• Prompt:
Look for the word "http" in the entries and copy every line where it shows up.

BEGIN

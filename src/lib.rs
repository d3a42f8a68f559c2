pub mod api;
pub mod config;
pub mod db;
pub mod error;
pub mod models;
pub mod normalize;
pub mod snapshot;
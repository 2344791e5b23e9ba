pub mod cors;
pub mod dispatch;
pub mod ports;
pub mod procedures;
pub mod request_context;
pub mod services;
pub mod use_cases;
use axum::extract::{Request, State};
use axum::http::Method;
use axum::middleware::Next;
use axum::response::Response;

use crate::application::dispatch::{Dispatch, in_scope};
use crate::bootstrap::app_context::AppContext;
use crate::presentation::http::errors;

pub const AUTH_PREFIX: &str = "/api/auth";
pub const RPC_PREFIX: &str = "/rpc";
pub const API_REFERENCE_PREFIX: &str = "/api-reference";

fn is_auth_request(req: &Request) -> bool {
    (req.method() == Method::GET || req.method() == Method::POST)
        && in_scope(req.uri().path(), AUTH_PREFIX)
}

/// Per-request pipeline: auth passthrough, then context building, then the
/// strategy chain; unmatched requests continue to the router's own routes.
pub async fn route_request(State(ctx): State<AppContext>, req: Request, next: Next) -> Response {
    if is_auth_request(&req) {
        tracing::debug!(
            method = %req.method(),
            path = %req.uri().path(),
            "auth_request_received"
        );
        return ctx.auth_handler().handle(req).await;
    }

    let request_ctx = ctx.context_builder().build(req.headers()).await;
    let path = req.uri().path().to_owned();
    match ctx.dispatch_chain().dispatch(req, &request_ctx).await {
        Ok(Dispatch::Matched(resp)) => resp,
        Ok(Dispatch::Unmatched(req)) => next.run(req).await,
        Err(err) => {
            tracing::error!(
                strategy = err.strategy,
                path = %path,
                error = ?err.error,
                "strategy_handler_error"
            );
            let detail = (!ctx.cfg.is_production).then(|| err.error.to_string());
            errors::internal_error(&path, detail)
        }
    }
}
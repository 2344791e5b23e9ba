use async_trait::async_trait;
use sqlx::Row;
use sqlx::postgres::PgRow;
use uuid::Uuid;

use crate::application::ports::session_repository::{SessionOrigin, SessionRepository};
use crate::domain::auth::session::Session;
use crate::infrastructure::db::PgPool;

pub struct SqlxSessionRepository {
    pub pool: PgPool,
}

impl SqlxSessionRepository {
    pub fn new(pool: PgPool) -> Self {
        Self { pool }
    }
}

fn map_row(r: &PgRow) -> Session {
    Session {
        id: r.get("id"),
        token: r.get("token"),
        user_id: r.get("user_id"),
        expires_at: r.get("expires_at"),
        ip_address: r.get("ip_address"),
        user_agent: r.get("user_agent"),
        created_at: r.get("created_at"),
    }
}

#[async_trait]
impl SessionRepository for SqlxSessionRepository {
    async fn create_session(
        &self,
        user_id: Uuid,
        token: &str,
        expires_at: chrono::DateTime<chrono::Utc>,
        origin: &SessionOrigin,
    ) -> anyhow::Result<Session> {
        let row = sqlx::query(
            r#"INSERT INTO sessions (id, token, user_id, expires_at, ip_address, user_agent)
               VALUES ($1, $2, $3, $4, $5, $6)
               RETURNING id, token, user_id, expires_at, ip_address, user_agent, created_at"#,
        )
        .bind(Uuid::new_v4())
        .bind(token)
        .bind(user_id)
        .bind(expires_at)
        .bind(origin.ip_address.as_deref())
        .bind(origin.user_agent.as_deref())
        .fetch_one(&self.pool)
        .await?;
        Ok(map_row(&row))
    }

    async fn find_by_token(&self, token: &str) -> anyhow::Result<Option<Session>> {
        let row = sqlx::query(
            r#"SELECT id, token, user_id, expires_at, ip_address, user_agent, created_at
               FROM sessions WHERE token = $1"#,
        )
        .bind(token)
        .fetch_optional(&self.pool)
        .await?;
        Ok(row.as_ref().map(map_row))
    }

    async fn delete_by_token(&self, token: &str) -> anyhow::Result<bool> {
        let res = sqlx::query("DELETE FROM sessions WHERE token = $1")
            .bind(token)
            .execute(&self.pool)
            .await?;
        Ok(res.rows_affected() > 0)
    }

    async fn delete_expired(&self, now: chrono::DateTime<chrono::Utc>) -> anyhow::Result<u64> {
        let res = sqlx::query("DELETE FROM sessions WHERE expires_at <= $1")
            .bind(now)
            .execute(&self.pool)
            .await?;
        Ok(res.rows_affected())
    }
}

END
BEGIN

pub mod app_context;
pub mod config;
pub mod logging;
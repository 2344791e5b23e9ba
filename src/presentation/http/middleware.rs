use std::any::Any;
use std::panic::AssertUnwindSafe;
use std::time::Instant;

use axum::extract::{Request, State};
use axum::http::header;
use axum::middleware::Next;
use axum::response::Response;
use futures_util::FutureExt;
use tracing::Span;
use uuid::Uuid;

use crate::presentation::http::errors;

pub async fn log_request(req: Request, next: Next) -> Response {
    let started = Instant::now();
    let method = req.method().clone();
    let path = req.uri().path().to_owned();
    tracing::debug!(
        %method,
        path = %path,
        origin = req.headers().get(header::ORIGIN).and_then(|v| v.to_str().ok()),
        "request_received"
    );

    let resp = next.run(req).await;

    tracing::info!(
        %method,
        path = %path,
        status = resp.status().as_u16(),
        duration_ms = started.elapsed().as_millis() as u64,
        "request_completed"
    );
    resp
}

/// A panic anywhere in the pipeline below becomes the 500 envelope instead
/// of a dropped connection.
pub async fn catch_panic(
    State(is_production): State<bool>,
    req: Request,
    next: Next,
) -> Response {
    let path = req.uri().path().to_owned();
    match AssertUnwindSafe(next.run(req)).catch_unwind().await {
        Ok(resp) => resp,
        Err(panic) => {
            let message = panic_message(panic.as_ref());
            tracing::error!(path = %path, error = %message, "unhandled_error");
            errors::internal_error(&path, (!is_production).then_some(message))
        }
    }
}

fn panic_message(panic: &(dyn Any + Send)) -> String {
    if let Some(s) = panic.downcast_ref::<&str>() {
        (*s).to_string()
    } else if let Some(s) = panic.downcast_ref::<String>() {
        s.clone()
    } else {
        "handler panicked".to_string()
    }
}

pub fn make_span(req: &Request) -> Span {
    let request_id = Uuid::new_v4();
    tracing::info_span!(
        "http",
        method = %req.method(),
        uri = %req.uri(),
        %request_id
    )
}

END

• The answer:
use axum::http::Method;
use crate::presentation::http::errors;
filename src/presentation/http/middleware.rs
use axum::http::header;
use crate::presentation::http::errors;
        "http",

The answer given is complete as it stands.